Nel caso in esame, la Corte di merito argomenta la responsabilità dell’imputato per la inesistenza nel cantiere dei dispositivi di sicurezza, in violazione del D.P.R. n. 164 del 1956, art. 52, comma 3, facendo puntuale riferimento alle dichiarazioni testimoniali degli agenti della PS, che effettuarono il sopralluogo subito dopo l’incidente, assunte in sede di rinnovazione della istruttoria dibattimentale.

I giudici di appello, inoltre, con la medesima puntualità, analizzano le dichiarazioni rese dal teste della difesa, rilevandone le manifeste contraddizioni, con la conseguente trasmissione degli atti alla Procura della Repubblica per l’eventuale responsabilità penale in ordine al reato di cui all’art. 372 c.p..

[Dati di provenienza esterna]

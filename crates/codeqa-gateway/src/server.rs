use std::net::SocketAddr;
use std::sync::Arc;
use std::time::{Duration, Instant};

use codeqa_llm::AnyProvider;
use codeqa_rag::CodeAssistant;
use tokio::sync::watch;

use crate::error::GatewayError;
use crate::router::build_router;

#[derive(Clone)]
pub(crate) struct AppState {
    pub assistant: Arc<CodeAssistant<AnyProvider>>,
    pub request_timeout: Duration,
    pub started_at: Instant,
}

pub struct GatewayServer {
    addr: SocketAddr,
    auth_token: Option<String>,
    max_body_size: usize,
    request_timeout: Duration,
    assistant: Arc<CodeAssistant<AnyProvider>>,
    shutdown_rx: watch::Receiver<bool>,
}

impl GatewayServer {
    #[must_use]
    pub fn new(
        bind: &str,
        port: u16,
        assistant: Arc<CodeAssistant<AnyProvider>>,
        shutdown_rx: watch::Receiver<bool>,
    ) -> Self {
        let addr: SocketAddr = format!("{bind}:{port}").parse().unwrap_or_else(|e| {
            tracing::warn!("invalid bind '{bind}': {e}, falling back to 127.0.0.1:{port}");
            SocketAddr::from(([127, 0, 0, 1], port))
        });

        if bind == "0.0.0.0" {
            tracing::warn!("gateway binding to 0.0.0.0, reachable from other hosts");
        }

        Self {
            addr,
            auth_token: None,
            max_body_size: 1_048_576,
            request_timeout: Duration::from_secs(90),
            assistant,
            shutdown_rx,
        }
    }

    #[must_use]
    pub fn with_auth(mut self, token: Option<String>) -> Self {
        self.auth_token = token;
        self
    }

    #[must_use]
    pub fn with_max_body_size(mut self, size: usize) -> Self {
        self.max_body_size = size;
        self
    }

    /// Deadline applied to each `/query` request.
    #[must_use]
    pub fn with_request_timeout(mut self, timeout: Duration) -> Self {
        self.request_timeout = timeout;
        self
    }

    #[must_use]
    pub fn addr(&self) -> SocketAddr {
        self.addr
    }

    /// Start the HTTP gateway server and run until shutdown is signalled.
    ///
    /// # Errors
    ///
    /// Returns an error if the server fails to bind or encounters a fatal I/O error.
    pub async fn serve(self) -> Result<(), GatewayError> {
        let state = AppState {
            assistant: self.assistant,
            request_timeout: self.request_timeout,
            started_at: Instant::now(),
        };

        let router = build_router(state, self.auth_token, self.max_body_size);

        let listener = tokio::net::TcpListener::bind(self.addr)
            .await
            .map_err(|e| GatewayError::Bind(self.addr.to_string(), e))?;
        tracing::info!("gateway listening on {}", self.addr);

        let mut shutdown_rx = self.shutdown_rx;
        axum::serve(listener, router)
            .with_graceful_shutdown(async move {
                while !*shutdown_rx.borrow_and_update() {
                    if shutdown_rx.changed().await.is_err() {
                        std::future::pending::<()>().await;
                    }
                }
                tracing::info!("gateway shutting down");
            })
            .await
            .map_err(|e| GatewayError::Server(format!("{e}")))?;

        Ok(())
    }
}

La tenuta logica della sentenza non può, pertanto, certamente rimanere compromessa, come vorrebbe il ricorrente, dalle dichiarazioni di un teste ritenuto inattendibile dal giudice di merito, e non è neanche consentito a questa Corte, in applicazione dei principi sopra esposti, procedere ad una rinnovata considerazione della valenza attribuita alla medesima deposizione testimoniale.

Manifestamente infondata è anche la doglianza articolata nel secondo motivo, limitandosi il ricorrente a proporre una diversa ricostruzione dei fatti, tesa a valorizzare la tesi di un comportamento abnorme del lavoratore, il quale, al termine della giornata lavorativa, durante la momentanea assenza del datore di lavoro, di sua iniziativa, sarebbe risalito sul trabattello, cadendo.

Anche a voler prescindere dalla assoluta genericità di tale tesi difensiva, rimasta priva di qualsiasi riscontro probatorio, il ricorrente tralascia di considerare che una eventuale imprudenza del lavoratore, pure se fosse stata accertata in sede di merito (e non lo è stata), non autorizza a farne discendere la pretesa interruzione del nesso di causalità, perchè comunque alla base dell’infortunio vi è stata pur sempre la colpa dell’imputato afferente la mancanza dei dispositivi di bloccaggio della impalcatura mobile, come ricostruita in fatto.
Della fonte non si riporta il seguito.